Source data:
--------

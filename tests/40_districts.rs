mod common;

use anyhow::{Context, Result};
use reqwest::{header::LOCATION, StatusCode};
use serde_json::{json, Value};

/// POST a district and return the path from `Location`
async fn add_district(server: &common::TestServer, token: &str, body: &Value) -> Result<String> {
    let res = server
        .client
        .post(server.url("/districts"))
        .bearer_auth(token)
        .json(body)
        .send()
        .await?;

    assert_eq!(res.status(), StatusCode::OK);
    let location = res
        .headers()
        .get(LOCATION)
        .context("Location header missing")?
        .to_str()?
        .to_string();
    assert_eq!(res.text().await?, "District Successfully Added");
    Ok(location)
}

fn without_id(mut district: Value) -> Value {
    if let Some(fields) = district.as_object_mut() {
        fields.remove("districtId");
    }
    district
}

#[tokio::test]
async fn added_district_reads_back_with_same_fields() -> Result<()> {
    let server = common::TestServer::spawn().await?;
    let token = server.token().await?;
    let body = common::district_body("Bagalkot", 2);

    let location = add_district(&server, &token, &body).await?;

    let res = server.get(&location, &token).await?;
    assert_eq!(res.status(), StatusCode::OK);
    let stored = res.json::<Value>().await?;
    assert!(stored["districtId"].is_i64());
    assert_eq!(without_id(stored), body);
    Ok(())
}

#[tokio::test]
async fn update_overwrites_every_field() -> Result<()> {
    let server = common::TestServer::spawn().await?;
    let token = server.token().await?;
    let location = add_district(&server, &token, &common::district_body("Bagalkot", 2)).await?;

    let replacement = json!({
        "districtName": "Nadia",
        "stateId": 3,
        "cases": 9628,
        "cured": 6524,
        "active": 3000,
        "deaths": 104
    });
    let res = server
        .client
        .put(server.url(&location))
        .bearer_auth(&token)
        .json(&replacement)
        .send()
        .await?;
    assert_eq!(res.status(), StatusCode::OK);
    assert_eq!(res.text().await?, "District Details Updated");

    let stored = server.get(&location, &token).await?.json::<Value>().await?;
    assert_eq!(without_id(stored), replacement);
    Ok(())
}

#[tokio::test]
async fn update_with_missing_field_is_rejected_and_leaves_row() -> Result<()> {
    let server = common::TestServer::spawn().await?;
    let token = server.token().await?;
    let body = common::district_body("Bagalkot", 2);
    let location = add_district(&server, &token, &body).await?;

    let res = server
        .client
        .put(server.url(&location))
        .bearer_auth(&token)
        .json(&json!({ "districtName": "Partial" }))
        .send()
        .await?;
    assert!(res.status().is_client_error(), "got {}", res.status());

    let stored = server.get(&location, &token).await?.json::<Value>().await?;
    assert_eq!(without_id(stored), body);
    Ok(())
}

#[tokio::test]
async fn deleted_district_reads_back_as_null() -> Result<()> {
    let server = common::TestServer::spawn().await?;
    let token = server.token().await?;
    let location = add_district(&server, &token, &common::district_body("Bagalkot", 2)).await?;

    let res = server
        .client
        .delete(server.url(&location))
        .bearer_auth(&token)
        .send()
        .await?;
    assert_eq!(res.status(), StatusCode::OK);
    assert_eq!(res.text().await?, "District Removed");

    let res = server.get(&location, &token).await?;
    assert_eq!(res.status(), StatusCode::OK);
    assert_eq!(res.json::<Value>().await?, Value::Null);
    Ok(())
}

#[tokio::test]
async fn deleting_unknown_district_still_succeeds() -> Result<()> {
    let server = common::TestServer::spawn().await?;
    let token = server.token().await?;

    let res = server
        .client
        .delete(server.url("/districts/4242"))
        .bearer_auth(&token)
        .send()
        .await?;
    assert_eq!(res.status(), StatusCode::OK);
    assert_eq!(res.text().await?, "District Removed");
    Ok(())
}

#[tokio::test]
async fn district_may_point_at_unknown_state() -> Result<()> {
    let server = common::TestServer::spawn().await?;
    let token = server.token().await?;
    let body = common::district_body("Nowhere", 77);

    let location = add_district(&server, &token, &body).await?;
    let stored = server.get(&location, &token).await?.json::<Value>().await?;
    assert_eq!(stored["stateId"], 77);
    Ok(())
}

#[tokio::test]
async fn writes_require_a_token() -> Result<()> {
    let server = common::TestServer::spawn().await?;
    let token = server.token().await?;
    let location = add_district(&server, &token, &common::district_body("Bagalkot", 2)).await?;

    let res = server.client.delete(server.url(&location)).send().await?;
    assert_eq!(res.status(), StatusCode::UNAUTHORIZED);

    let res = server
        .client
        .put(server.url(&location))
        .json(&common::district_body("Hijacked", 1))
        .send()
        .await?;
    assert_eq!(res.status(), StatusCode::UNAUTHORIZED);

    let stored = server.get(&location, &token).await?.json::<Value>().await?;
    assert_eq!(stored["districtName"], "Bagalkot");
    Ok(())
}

--------

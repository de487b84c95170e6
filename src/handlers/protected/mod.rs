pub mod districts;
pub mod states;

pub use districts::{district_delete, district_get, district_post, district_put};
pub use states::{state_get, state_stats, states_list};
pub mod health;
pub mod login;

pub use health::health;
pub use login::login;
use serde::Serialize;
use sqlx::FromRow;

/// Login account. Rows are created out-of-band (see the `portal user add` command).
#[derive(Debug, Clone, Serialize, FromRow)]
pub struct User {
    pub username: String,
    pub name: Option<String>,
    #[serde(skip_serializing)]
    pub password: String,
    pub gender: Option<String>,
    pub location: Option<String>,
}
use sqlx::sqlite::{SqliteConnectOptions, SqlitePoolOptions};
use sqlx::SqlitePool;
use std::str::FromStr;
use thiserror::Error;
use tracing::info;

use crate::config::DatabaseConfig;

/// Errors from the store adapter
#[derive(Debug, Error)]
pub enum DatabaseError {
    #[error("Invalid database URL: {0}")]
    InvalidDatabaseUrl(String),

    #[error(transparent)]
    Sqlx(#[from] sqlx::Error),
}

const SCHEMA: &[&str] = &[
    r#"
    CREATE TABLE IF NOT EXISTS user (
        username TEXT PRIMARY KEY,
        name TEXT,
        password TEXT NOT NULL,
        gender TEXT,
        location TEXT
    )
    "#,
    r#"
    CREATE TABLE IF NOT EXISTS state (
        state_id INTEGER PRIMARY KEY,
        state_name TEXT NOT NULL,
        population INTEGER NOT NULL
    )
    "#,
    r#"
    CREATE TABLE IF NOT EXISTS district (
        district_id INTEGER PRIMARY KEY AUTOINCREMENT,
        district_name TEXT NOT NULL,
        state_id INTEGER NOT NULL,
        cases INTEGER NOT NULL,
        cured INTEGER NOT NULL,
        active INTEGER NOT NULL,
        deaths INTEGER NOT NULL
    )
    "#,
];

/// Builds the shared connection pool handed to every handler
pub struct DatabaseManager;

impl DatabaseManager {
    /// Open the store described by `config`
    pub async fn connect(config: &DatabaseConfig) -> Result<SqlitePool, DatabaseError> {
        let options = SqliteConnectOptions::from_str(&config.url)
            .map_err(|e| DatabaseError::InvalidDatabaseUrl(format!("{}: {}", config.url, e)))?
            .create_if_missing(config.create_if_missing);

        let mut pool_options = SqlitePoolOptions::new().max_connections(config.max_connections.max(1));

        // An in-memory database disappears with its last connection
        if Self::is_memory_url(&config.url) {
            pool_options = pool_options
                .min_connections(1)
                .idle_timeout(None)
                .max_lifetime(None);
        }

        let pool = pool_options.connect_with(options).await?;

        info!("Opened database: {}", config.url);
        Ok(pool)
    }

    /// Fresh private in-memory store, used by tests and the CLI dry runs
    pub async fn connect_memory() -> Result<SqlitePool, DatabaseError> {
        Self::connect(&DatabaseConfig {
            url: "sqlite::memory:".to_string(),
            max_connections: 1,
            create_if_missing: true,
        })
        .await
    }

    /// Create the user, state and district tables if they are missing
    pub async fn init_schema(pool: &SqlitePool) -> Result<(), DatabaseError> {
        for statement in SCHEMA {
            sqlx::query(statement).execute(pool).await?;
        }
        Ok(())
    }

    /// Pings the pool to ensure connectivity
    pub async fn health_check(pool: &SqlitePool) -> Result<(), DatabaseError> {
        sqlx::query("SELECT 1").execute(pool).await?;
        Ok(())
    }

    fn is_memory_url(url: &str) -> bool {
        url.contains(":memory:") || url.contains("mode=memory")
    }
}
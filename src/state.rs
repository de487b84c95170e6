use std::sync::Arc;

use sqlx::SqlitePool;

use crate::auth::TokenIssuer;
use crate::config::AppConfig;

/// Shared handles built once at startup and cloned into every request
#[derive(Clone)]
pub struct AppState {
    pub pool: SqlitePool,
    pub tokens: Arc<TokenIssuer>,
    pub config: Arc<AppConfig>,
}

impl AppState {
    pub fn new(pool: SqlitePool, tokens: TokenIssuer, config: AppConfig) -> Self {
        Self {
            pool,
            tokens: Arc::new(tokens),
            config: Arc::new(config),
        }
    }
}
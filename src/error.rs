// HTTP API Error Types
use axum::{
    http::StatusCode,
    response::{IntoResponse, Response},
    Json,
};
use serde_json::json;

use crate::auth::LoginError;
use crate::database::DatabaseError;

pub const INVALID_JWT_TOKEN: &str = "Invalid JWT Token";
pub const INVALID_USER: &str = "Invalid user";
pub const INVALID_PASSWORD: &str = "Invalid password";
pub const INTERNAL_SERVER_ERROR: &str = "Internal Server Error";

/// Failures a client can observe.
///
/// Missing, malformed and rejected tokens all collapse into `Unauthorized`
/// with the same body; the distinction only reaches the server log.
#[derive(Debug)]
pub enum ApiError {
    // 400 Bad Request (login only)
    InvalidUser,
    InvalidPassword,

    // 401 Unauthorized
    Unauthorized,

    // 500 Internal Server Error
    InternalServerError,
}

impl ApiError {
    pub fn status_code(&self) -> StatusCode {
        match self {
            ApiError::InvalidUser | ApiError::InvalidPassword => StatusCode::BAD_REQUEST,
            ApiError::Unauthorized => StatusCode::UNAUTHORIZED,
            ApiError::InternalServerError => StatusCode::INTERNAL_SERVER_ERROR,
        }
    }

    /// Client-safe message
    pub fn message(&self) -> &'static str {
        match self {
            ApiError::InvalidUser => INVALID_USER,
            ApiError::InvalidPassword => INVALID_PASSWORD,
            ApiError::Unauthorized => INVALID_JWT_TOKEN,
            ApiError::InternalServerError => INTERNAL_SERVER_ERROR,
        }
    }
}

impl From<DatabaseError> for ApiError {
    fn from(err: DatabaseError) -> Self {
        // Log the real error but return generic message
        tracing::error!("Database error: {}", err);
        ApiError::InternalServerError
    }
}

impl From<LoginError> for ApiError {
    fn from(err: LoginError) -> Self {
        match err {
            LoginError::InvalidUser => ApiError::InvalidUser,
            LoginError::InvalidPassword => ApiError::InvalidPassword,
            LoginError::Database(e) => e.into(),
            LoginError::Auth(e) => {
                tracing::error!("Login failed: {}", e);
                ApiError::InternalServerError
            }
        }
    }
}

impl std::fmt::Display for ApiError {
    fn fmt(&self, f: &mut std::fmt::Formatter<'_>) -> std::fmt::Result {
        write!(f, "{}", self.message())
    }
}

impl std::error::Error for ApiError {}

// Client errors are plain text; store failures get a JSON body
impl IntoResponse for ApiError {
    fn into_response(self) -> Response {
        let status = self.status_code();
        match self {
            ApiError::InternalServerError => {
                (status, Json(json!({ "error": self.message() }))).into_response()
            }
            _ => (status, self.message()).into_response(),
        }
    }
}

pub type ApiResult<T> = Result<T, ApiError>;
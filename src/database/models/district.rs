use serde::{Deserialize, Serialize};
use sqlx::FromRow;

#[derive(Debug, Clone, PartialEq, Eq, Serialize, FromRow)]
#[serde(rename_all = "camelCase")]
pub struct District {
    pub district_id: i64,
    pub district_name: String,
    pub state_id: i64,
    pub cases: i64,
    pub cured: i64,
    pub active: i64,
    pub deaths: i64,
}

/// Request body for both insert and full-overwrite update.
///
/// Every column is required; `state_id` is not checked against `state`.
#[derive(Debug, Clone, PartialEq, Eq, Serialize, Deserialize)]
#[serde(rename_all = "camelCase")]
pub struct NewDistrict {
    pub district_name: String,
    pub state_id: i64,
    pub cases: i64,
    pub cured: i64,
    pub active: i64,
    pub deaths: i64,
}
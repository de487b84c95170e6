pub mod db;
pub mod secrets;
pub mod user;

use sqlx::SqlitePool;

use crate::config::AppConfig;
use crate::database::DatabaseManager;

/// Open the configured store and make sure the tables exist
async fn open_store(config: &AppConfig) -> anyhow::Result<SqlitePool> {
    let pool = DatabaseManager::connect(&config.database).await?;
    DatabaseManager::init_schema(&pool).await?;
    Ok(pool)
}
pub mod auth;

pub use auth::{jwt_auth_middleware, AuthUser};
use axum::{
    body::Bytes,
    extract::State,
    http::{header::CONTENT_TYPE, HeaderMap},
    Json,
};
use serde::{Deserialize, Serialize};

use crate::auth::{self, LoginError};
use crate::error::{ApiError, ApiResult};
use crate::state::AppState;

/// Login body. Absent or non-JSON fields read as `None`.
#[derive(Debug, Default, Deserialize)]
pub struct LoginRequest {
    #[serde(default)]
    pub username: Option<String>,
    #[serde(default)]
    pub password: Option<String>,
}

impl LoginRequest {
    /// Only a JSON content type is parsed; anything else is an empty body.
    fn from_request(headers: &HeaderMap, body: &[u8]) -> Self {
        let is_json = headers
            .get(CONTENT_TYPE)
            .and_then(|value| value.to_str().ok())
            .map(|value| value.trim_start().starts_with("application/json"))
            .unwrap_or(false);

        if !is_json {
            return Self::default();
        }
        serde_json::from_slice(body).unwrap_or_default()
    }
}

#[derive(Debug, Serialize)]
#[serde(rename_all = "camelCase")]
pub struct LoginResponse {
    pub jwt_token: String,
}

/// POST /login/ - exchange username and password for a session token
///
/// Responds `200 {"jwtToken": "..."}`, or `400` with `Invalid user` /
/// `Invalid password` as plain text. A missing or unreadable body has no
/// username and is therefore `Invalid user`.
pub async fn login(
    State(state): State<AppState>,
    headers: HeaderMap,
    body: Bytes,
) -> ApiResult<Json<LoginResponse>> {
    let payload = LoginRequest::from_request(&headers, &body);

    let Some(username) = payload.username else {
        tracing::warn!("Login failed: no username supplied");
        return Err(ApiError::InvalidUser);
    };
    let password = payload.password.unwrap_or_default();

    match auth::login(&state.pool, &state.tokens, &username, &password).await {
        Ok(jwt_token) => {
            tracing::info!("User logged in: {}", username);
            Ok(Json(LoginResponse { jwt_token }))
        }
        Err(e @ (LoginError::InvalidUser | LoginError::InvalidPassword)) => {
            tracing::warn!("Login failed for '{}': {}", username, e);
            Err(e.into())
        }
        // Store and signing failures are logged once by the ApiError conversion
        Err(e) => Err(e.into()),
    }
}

--------

WORK INSTRUCTIONS:
Of the lines above, retype only those from the line containing "use thiserror::Error;" through the line containing "district_name TEXT NOT", including both, exactly.

ANSWER BOX:
use thiserror::Error;
use tracing::info;

use crate::config::DatabaseConfig;

/// Errors from the store adapter
#[derive(Debug, Error)]
pub enum DatabaseError {
    #[error("Invalid database URL: {0}")]
    InvalidDatabaseUrl(String),

    #[error(transparent)]
    Sqlx(#[from] sqlx::Error),
}

const SCHEMA: &[&str] = &[
    r#"
    CREATE TABLE IF NOT EXISTS user (
        username TEXT PRIMARY KEY,
        name TEXT,
        password TEXT NOT NULL,
        gender TEXT,
        location TEXT
    )
    "#,
    r#"
    CREATE TABLE IF NOT EXISTS state (
        state_id INTEGER PRIMARY KEY,
        state_name TEXT NOT NULL,
        population INTEGER NOT NULL
    )
    "#,
    r#"
    CREATE TABLE IF NOT EXISTS district (
        district_id INTEGER PRIMARY KEY AUTOINCREMENT,
        district_name TEXT NOT NULL,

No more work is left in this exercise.